Les cheveux attachés et les mains dans les poches, Yann Péchin semble tendu comme une corde de guitare. Et ce sera ce qui ne s’imaginait pas encore quinze jours auparavant, un homme avec un micro fait face à Chloé et Poppée, parlant d’un "homme simple, cérémonie à son image, etc", les mots dansent dans une irréelle évidence, puis se taisent le long d’une minute de silence. Chloé ne souhaitera pas s’exprimer, ni Arthur, ni Yves Simon. Chut.
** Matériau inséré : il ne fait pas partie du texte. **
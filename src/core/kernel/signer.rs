use crate::core::errors::ExchangeError;
use base64::engine::general_purpose;
use base64::Engine;
use hmac::{Hmac, Mac};
use sha2::Sha256;
use std::collections::HashMap;
use std::time::{SystemTime, UNIX_EPOCH};

type HmacSha256 = Hmac<Sha256>;

/// Result type for signing operations: the authentication headers
pub type SignatureResult = Result<HashMap<String, String>, ExchangeError>;

/// Signer trait for request authentication
///
/// Implementations turn a request instant into the headers the exchange
/// checks. The dispatcher captures the instant immediately before each
/// authenticated request, so the headers are minted once per call and must
/// never be cached.
pub trait Signer: Send + Sync {
    /// Build authentication headers for a request made at `timestamp`
    ///
    /// # Arguments
    /// * `timestamp` - Request timestamp in milliseconds since the Unix epoch
    fn sign_request(&self, timestamp: u64) -> SignatureResult;
}

/// Decode a standard (padded) base64 secret into raw key bytes
pub fn decode_secret(secret_b64: &str) -> Result<Vec<u8>, ExchangeError> {
    general_purpose::STANDARD
        .decode(secret_b64)
        .map_err(|e| ExchangeError::AuthError(format!("API secret is not valid base64: {}", e)))
}

/// HMAC-SHA256 of `message` keyed with `key`
pub fn hmac_sha256(key: &[u8], message: &[u8]) -> Result<[u8; 32], ExchangeError> {
    let mut mac = HmacSha256::new_from_slice(key)
        .map_err(|e| ExchangeError::AuthError(format!("Failed to create HMAC: {}", e)))?;
    mac.update(message);
    let mut digest = [0u8; 32];
    digest.copy_from_slice(&mac.finalize().into_bytes());
    Ok(digest)
}

/// Base64 text of a raw digest
pub fn encode_signature(digest: &[u8]) -> String {
    general_purpose::STANDARD.encode(digest)
}

/// Current time in milliseconds since the Unix epoch
#[allow(clippy::cast_possible_truncation)]
pub fn timestamp_millis() -> Result<u64, ExchangeError> {
    SystemTime::now()
        .duration_since(UNIX_EPOCH)
        .map(|d| d.as_millis() as u64)
        .map_err(|e| ExchangeError::AuthError(format!("System time error: {}", e)))
}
Poppée laisse tomber ses marguerites dans la tombe bouche bée, file indienne des recueillis, Higelin le funambule se penche et semble confier quelques mots à son ami que seul un CRS entendra.
Il faudra se résoudre à l’abandonner, dans les nappes de parfums de lys et de roses. "Sais-tu que la musique s’est tue" : aujourd’hui seuls les mots prennent la parole, de Jim Morrison, d’Apollinaire, qui dansent dans la poussière du cimetière des artistes.
"Car y a-t-il rien qui vous élève
Comme d’avoir aimé un mort ou une morte
On devient si pur qu’on en arrive
Dans les glaciers de la mémoire
A se confondre avec le souvenir
On est fortifié pour la vie
Et l’on n’a plus besoin de personne"
Apollinaire, "La maison des morts", in Alcools.